Edward Cecil Harris, is a prominent Bermudian archaeologist. He is best known for the "Harris matrix", developed in February 1973 and considered by some to be the "industry standard" for stratigraphic archaeology. This was followed by a five-year investigation into archaeological practices. He determined that the methods did not properly account for stratigraphy, and published his findings in 1979 as the Principles of Archaeological Stratigraphy.

While attending Columbia University School of General Studies in the United States, Harris spent the summers assisting on archaeological digs in Winchester, England. After graduating, he continued his archaeological work, including in Bergen, Norway and along the Persian Gulf. In 1997 he worked towards a PhD through the University of London, while working on excavations in New Guinea.

In 1982, Harris became a Fellow of the Society of Antiquaries of London, and in 1991 he became a Fellow at the John Carter Brown Library at Brown University. Outside of academia, Harris has been awarded the Palmetto Award by the Bermuda National Trust, for his efforts in the historical preservation of several buildings in 1994.
In Bermuda, Harris served as the executive director of the National Museum of Bermuda, and writes a history column, entitled "Heritage Matters", for the local newspaper. He is a frequent contributor to the annual Bermuda Journal of Archaeology and Maritime History, and has served as its editor.

==Publications==
- Principles of Archaeological Stratigraphy (1979, now available free on the internet in 8 languages)
- Pillars of the Bridge (1991)
- Practices of Archaeological Stratigraphy (1993, now available free on the internet in English)
- Bermuda Forts 1612-1957 (1997)

==Articles in BJAMH==
Articles in the Bermuda Journal of Archaeology and Maritime History. In 2001, he held the position of editor.
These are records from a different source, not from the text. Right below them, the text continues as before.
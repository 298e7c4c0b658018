//! Standalone client binary.
//!
//! Usage:
//!   cargo run -p engine_client -- [--addr 127.0.0.1:40000] [--tick-hz 64] [--name Player] [--config client.json]
//!
//! Runs the input tick loop and sends move packets over UDP. The connection
//! handshake belongs to the server side, so the phase is driven by hand.
//!
//! Console commands (besides every cvar and button command):
//!   connect        - Enter the connected phase (keepalives only)
//!   begin          - Enter the game (move packets every tick)
//!   disconnect     - Stop sending
//!   mouse <dx> <dy> - Feed mouse motion into the next command
//!   quit           - Exit client

use std::env;
use std::io::{BufRead, Write};
use std::net::{IpAddr, Ipv4Addr, SocketAddr};
use std::path::PathBuf;
use std::time::{Duration, Instant};

use anyhow::Context;
use engine_client::client::{ClientState, GameClient};
use engine_client::movement::Clock;
use engine_shared::config::EngineConfig;
use engine_shared::net::UdpChannel;
use tokio::sync::mpsc;
use tracing::{debug, info};

fn parse_args() -> anyhow::Result<EngineConfig> {
    let args: Vec<String> = env::args().collect();

    // The config file is the base; flags override it.
    let mut cfg = match args.iter().position(|a| a == "--config") {
        Some(i) if i + 1 < args.len() => EngineConfig::load(&PathBuf::from(&args[i + 1]))?,
        _ => EngineConfig::default(),
    };

    let mut i = 1;
    while i < args.len() {
        match args[i].as_str() {
            "--addr" if i + 1 < args.len() => {
                cfg.server_addr = args[i + 1].clone();
                i += 2;
            }
            "--tick-hz" if i + 1 < args.len() => {
                cfg.tick_hz = args[i + 1].parse().unwrap_or(64);
                i += 2;
            }
            "--name" if i + 1 < args.len() => {
                cfg.player_name = args[i + 1].clone();
                i += 2;
            }
            _ => i += 1,
        }
    }
    Ok(cfg)
}

#[tokio::main]
async fn main() -> anyhow::Result<()> {
    tracing_subscriber::fmt()
        .with_env_filter(
            tracing_subscriber::EnvFilter::try_from_default_env()
                .unwrap_or_else(|_| "info".into()),
        )
        .init();

    let cfg = parse_args()?;
    info!(server = %cfg.server_addr, tick_hz = cfg.tick_hz, "Starting client");

    let server_addr: SocketAddr = cfg.server_addr.parse().context("parse server_addr")?;
    let bind = SocketAddr::new(IpAddr::V4(Ipv4Addr::UNSPECIFIED), 0);
    let channel = UdpChannel::connect(bind, server_addr).await?;
    info!(local = %channel.local_addr()?, peer = %channel.peer_addr(), "UDP channel open");

    let mut client = GameClient::new(&cfg, channel);

    // Set up console input channel.
    let (console_tx, mut console_rx) = mpsc::channel::<String>(32);

    // Spawn stdin reader thread.
    std::thread::spawn(move || {
        let stdin = std::io::stdin();
        let mut stdout = std::io::stdout();
        loop {
            print!("] ");
            let _ = stdout.flush();
            let mut line = String::new();
            if stdin.lock().read_line(&mut line).is_err() {
                break;
            }
            let line = line.trim().to_string();
            if !line.is_empty() && console_tx.blocking_send(line).is_err() {
                break;
            }
        }
    });

    println!("Client ready. Type 'connect' then 'begin' to start sending, 'quit' to exit.");
    println!();

    let clock = Clock::new();
    let tick_hz = cfg.tick_hz.max(1);
    let mut interval = tokio::time::interval(Duration::from_secs_f32(1.0 / tick_hz as f32));
    let mut last_frame = Instant::now();

    loop {
        interval.tick().await;
        let frame_time = last_frame.elapsed().as_secs_f32();
        last_frame = Instant::now();
        let now = clock.now_ms();

        // Console input is applied before the tick samples it.
        while let Ok(line) = console_rx.try_recv() {
            let tokens: Vec<&str> = line.split_whitespace().collect();
            match tokens.as_slice() {
                ["quit"] | ["exit"] => return Ok(()),
                ["connect"] => client.set_state(ClientState::Connected),
                ["begin"] => client.set_state(ClientState::Active),
                ["disconnect"] => client.set_state(ClientState::Disconnected),
                ["mouse", dx, dy] => match (dx.parse::<f32>(), dy.parse::<f32>()) {
                    (Ok(dx), Ok(dy)) => client.mouse_moved(dx, dy),
                    _ => println!("Usage: mouse <dx> <dy>"),
                },
                _ => match client.exec_console(&line, now) {
                    Ok(output) => {
                        for line in output {
                            println!("{}", line);
                        }
                    }
                    Err(e) => {
                        println!("Error: {:#}", e);
                    }
                },
            }
        }

        let (cmd, outcome) = client.tick(now, frame_time);
        debug!(?cmd, ?outcome, "tick");
    }
}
- "Bermuda Defences at the End of the American Revolutionary War" (1989)
- "A History of Some of the Islands in St. George's Harbour" (1991) with J. C. Arnell
- "The 1991 Archaeological Field Season at Fort Cunningham, Bermuda" (1991) with Richard A. Gould and John R. Triggs
- "Review of The Geological Map of Bermuda" (1991)
- "The 1992 Archaeological Field Season at Fort Cunningham, Bermuda" (1992) with Richard A. Gould and John R. Triggs
- "The 1993 Archaeological Investigations at Castle Island, Bermuda" (1994)
- "Archaeology of the King's Castle Island, Bermuda: The 1994 and 1995 Seasons" (1996) with Norman F. Barka and Heather M. Harvey
- "The Archaeology of Daniel's Island Fort, Bermuda" (1996) with Norman F. Barka
- "War and Peace: Historic Fortifications and Heritage Education in the Age of Cultural Tourism" (1998)
- "The Archaeology of Paget Fort—Bermuda's First Fort" (1999)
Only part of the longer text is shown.